Cela faisait presque deux jours qu'Obro et Jolo patientaient. Ils commençaient à s'inquiéter. Surtout le jeune homme du marais qui redoutait pour les jeunes femmes, une rencontre inopportune et dangereuse.

Ce jour-là, il avait fait très beau, mais très froid. Le soleil se couchait et les ombres nocturnes s'allongeaient sur le village abandonné.
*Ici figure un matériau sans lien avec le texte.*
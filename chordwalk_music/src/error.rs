// Error types for table validation and form assembly.
//
// Generation itself never fails: every branch of the progression, melody and
// bassline passes is total over its small integer domain. What can fail is
// loading a chord graph that would make those passes produce invalid degrees
// (caught once, up front, as `ConfigError`) and the rejection sampling used to
// pick form sections (`ComposeError`).

use thiserror::Error;

/// A raw value that is not a scale degree.
#[derive(Debug, Clone, Copy, PartialEq, Eq, Error)]
#[error("scale degree {0} is outside 1..=7")]
pub struct InvalidDegree(pub u8);

#[derive(Debug, Error)]
pub enum ConfigError {
    #[error("expected {expected} chord entries, found {found}")]
    WrongChordCount { expected: usize, found: usize },

    #[error("chord {degree} has no allowed successors")]
    NoSuccessors { degree: u8 },

    #[error("chord {degree} has duplicate probability {percent}%, must be at most 100")]
    DupeProbability { degree: u8, percent: u8 },

    #[error("chord {degree} tones must start at its root, found {found}")]
    ToneRoot { degree: u8, found: u8 },

    #[error("chord {degree} lists the same tone twice")]
    RepeatedTone { degree: u8 },

    #[error("dominant set is empty")]
    NoDominants,

    #[error("chord {degree} is reachable from the tonic but cannot reach a dominant")]
    UnreachableDominant { degree: u8 },

    #[error("offset floor {floor} must be below ceiling {ceiling}")]
    OffsetBounds { floor: i32, ceiling: i32 },

    #[error("failed to read tables: {0}")]
    Io(#[from] std::io::Error),

    #[error("failed to parse tables: {0}")]
    Parse(#[from] serde_json::Error),
}

#[derive(Debug, Error)]
pub enum ComposeError {
    #[error(transparent)]
    Config(#[from] ConfigError),

    #[error("no acceptable {section} section after {attempts} attempts")]
    SectionRejected { section: char, attempts: usize },
}
// Scale-degree arithmetic on a seven-line diatonic staff.
//
// A `ScaleDegree` is a position 1-7 within the key and is cyclic: after 7
// comes 1, before 1 comes 7. The same type names a chord (by its root) and a
// melody note (by its staff position).
//
// `distance` measures how many staff lines separate two degrees. Plain
// subtraction is wrong whenever a move crosses the 7|1 boundary, so those
// moves are looked up in a small table. A few fifth leaps that do not touch
// the boundary are also fixed in the table (6->3 and 5->2 rise, their reverses
// fall). Other fifths, such as 7->3 or 5->1, fall through to plain
// subtraction.
//
// Used by melody.rs for the running pitch offset and by bassline.rs for
// measuring bass leaps.

use crate::error::InvalidDegree;
use serde::{Deserialize, Serialize};
use std::fmt;

/// A scale degree in 1..=7.
#[derive(Debug, Clone, Copy, PartialEq, Eq, Hash, PartialOrd, Ord, Serialize, Deserialize)]
#[serde(try_from = "u8", into = "u8")]
pub struct ScaleDegree(u8);

impl ScaleDegree {
    pub const TONIC: ScaleDegree = ScaleDegree(1);
    pub const LEADING_TONE: ScaleDegree = ScaleDegree(7);

    pub const ALL: [ScaleDegree; 7] = [
        ScaleDegree(1),
        ScaleDegree(2),
        ScaleDegree(3),
        ScaleDegree(4),
        ScaleDegree(5),
        ScaleDegree(6),
        ScaleDegree(7),
    ];

    /// Returns `None` outside 1..=7.
    pub fn new(value: u8) -> Option<Self> {
        (1..=7).contains(&value).then_some(ScaleDegree(value))
    }

    /// Fold any integer onto 1..=7 cyclically, so 8 is 1 and 0 is 7.
    pub fn wrapping(value: i32) -> Self {
        ScaleDegree((value - 1).rem_euclid(7) as u8 + 1)
    }

    pub fn value(self) -> u8 {
        self.0
    }

    /// Zero-based index for per-degree tables.
    pub fn index(self) -> usize {
        (self.0 - 1) as usize
    }

    /// The degree `steps` scale steps above this one (negative goes down).
    pub fn above(self, steps: i32) -> Self {
        Self::wrapping(self.0 as i32 + steps)
    }

    pub fn step_up(self) -> Self {
        self.above(1)
    }

    pub fn step_down(self) -> Self {
        self.above(-1)
    }
}

impl TryFrom<u8> for ScaleDegree {
    type Error = InvalidDegree;

    fn try_from(value: u8) -> Result<Self, Self::Error> {
        ScaleDegree::new(value).ok_or(InvalidDegree(value))
    }
}

impl From<ScaleDegree> for u8 {
    fn from(degree: ScaleDegree) -> u8 {
        degree.0
    }
}

impl fmt::Display for ScaleDegree {
    fn fmt(&self, f: &mut fmt::Formatter<'_>) -> fmt::Result {
        write!(f, "{}", self.0)
    }
}

/// Signed number of staff lines travelled from `older` to `newer`.
///
/// Positive is upward. Moves across the 7|1 boundary treat the far side as
/// 8 or 0 depending on direction, and 6->3 / 5->2 are read as rising fourths.
pub fn distance(older: ScaleDegree, newer: ScaleDegree) -> i32 {
    let o = older.0 as i32;
    let n = newer.0 as i32;
    match (older.0, newer.0) {
        // Rising into the tonic: 1 is read as 8.
        (4 | 6 | 7, 1) => 8 - o,
        // Falling onto the leading tone: 7 is read as 0.
        (1 | 2 | 4, 7) => -o,
        // Falling out of the tonic: 1 is read as 8.
        (1, 4 | 6) => n - 8,
        // Rising out of the leading tone: 7 is read as 0.
        (7, 2 | 4) => n,
        (6, 3) | (5, 2) => 4,
        (3, 6) | (2, 5) => -4,
        _ => n - o,
    }
}

pub fn is_trending_down(older: ScaleDegree, newer: ScaleDegree) -> bool {
    distance(older, newer) < 0
}
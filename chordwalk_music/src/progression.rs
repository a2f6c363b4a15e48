// Chord progression generation: a biased random walk over the chord graph.
//
// A progression starts on the tonic and repeatedly picks a successor from the
// current chord's `follows` list. Two knobs shape the walk:
//
// - Reroll. A freshly picked chord must survive `reroll` further draws from
//   the same `follows` list. Any draw that lands elsewhere replaces it, and the
//   replacement must survive its own reroll count. Chords with high counts are
//   therefore picked less often without touching the uniform draw itself.
// - Repeats. Landing on the current chord again is kept only `dupe_percent`
//   percent of the time; otherwise the whole pick is redone.
//
// The walk stops once it is long enough and sits on a dominant. Both inner
// loops are random and unbounded in principle, so each is capped by
// `GeneratorLimits::max_chord_attempts`.

use crate::degree::ScaleDegree;
use crate::mode::ModeTables;
use crate::offset::GeneratorLimits;
use log::{debug, trace, warn};
use rand::Rng;

/// Chord roots in order. Starts on the tonic and, once generated, ends on a
/// dominant.
pub type ChordProgression = Vec<ScaleDegree>;

/// Generate a progression of at least `min_len` chords ending on a dominant.
pub fn generate_progression(
    tables: &ModeTables,
    min_len: usize,
    limits: &GeneratorLimits,
    rng: &mut impl Rng,
) -> ChordProgression {
    let mut progression = vec![ScaleDegree::TONIC];
    let mut last = ScaleDegree::TONIC;
    while progression.len() < min_len || !tables.is_dominant(last) {
        last = next_chord(tables, last, limits, rng);
        progression.push(last);
    }
    debug!("generated progression {}", join_degrees(&progression));
    progression
}

/// Pick the chord after `current`, applying reroll and repeat rules.
pub fn next_chord(
    tables: &ModeTables,
    current: ScaleDegree,
    limits: &GeneratorLimits,
    rng: &mut impl Rng,
) -> ScaleDegree {
    let mut next = reroll(tables, current, pick_successor(tables, current, rng), limits, rng);
    let mut rejected = 0;
    while next == current {
        if rng.random_range(0..100u8) < tables.dupe_percent(next) {
            trace!("kept repeated chord {next}");
            return next;
        }
        rejected += 1;
        if rejected >= limits.max_chord_attempts {
            let fallback = tables
                .follows(current)
                .iter()
                .copied()
                .find(|&d| d != current)
                .unwrap_or(current);
            warn!("chord {current} repeated {rejected} times, moving to {fallback}");
            return fallback;
        }
        next = reroll(tables, current, pick_successor(tables, current, rng), limits, rng);
    }
    next
}

/// Make `candidate` survive its reroll budget of fresh draws from `previous`'s
/// successors. A draw that differs replaces the candidate and restarts the
/// budget with the replacement's own count.
pub fn reroll(
    tables: &ModeTables,
    previous: ScaleDegree,
    candidate: ScaleDegree,
    limits: &GeneratorLimits,
    rng: &mut impl Rng,
) -> ScaleDegree {
    let mut chord = candidate;
    let mut remaining = tables.reroll_count(chord);
    let mut draws = 0;
    while remaining > 0 {
        if draws >= limits.max_chord_attempts {
            warn!("reroll after {previous} gave up after {draws} draws, keeping {chord}");
            break;
        }
        draws += 1;
        remaining -= 1;
        let redraw = pick_successor(tables, previous, rng);
        if redraw != chord {
            trace!("rerolled {chord} -> {redraw}");
            chord = redraw;
            remaining = tables.reroll_count(chord);
        }
    }
    chord
}

fn pick_successor(tables: &ModeTables, chord: ScaleDegree, rng: &mut impl Rng) -> ScaleDegree {
    let follows = tables.follows(chord);
    follows[rng.random_range(0..follows.len())]
}

pub(crate) fn join_degrees(degrees: &[ScaleDegree]) -> String {
    degrees
        .iter()
        .map(|d| d.to_string())
        .collect::<Vec<_>>()
        .join(" ")
}
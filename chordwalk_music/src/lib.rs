// Chordwalk Music Generator
//
// A procedural tonal composer. Chord progressions are walked through a
// per-mode successor graph until they reach a dominant, a single-voice melody
// is laid over the chords one four-note bar per chord, and a final pass picks
// chord inversions that keep the bassline smooth against the melody.
//
// Architecture:
// - degree.rs: Scale degrees 1-7 and the signed staff distance between them
// - mode.rs: Major/minor chord tables (successor graph, reroll counts,
//   repeat chances, chord tones), validation, JSON loading, roman numerals
// - offset.rs: Generator limits and the running pitch-offset tracker
// - progression.rs: Biased random walk over the chord graph
// - melody.rs: Four-note bars alternating consonant and stepwise notes
// - bassline.rs: Greedy root/first-inversion choice per chord
// - structure.rs: A-B-A and through-composed form assembly into a `Piece`
// - error.rs: Configuration and composition errors
//
// All randomness flows through a caller-supplied `rand::Rng`, so a seeded
// `StdRng` gives reproducible output.

pub mod bassline;
pub mod degree;
pub mod error;
pub mod melody;
pub mod mode;
pub mod offset;
pub mod progression;
pub mod structure;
Obro avait fait un feu dehors au milieu du petit groupement de maisons sur une placette de terre brune, non loin d'un arbre figé par le gel. Jolo qui avait pêché ce jour-là, faisait griller la dizaine de poissons qu'il venait de vider. Des hennissements leur firent lever la tête sur le chemin menant au bois. Jolo fut le premier à reconnaître les cavalières qui approchaient au petit trot. Il s'exclama sur un ton éminemment soulagé :

— Enfin, les voilà.

Puis il vit Obro se raidir et l'entendit s'exclamer :

— En effet et elles ne sont pas seules.

Il désigna la chose qui trottinait à leurs côtés, il désigna le malfaisant. Celui-ci en compagnie des deux Dames rentra dans le village.

Obro alla chercher son épée, puis il la brandit en fusillant le démon des yeux. Evalane lui lança :

— On se calme ! Il est avec nous !

— C'est une plaisanterie ?

— Non, pas du tout...

— Alors quoi ? Nous pactisons avec les diables à présent ?

Evalane fixa fugitivement sa belle-sœur, et c'est elle qui répondit :

— La situation est compliquée...

Obro s'adressa à elle :

— Pardonnez mon audace, Dame Ovaïa, mais je vous suggère de la simplifier rapidement, sinon je pourrais bien occire ce démon sans chercher à savoir ce qu'il serait bon de tirer de lui !

Il pointa son épée sur la gorge du malfaisant, qui n'osait bouger et n'en menait pas large. Calmement, la Dame d'Eraland s'avança vers le cavalier, elle se mit entre lui et le démon. Elle écarta l'arme qui menaçait ce dernier. Puis, sur un ton posé, elle déclara :

— Discutons autour d'un bon dîner. Evalane et moi mourrons de faim, nos réserves se sont terminées hier soir, et ces effluves appétissantes sont une vraie torture pour nos ventres creux.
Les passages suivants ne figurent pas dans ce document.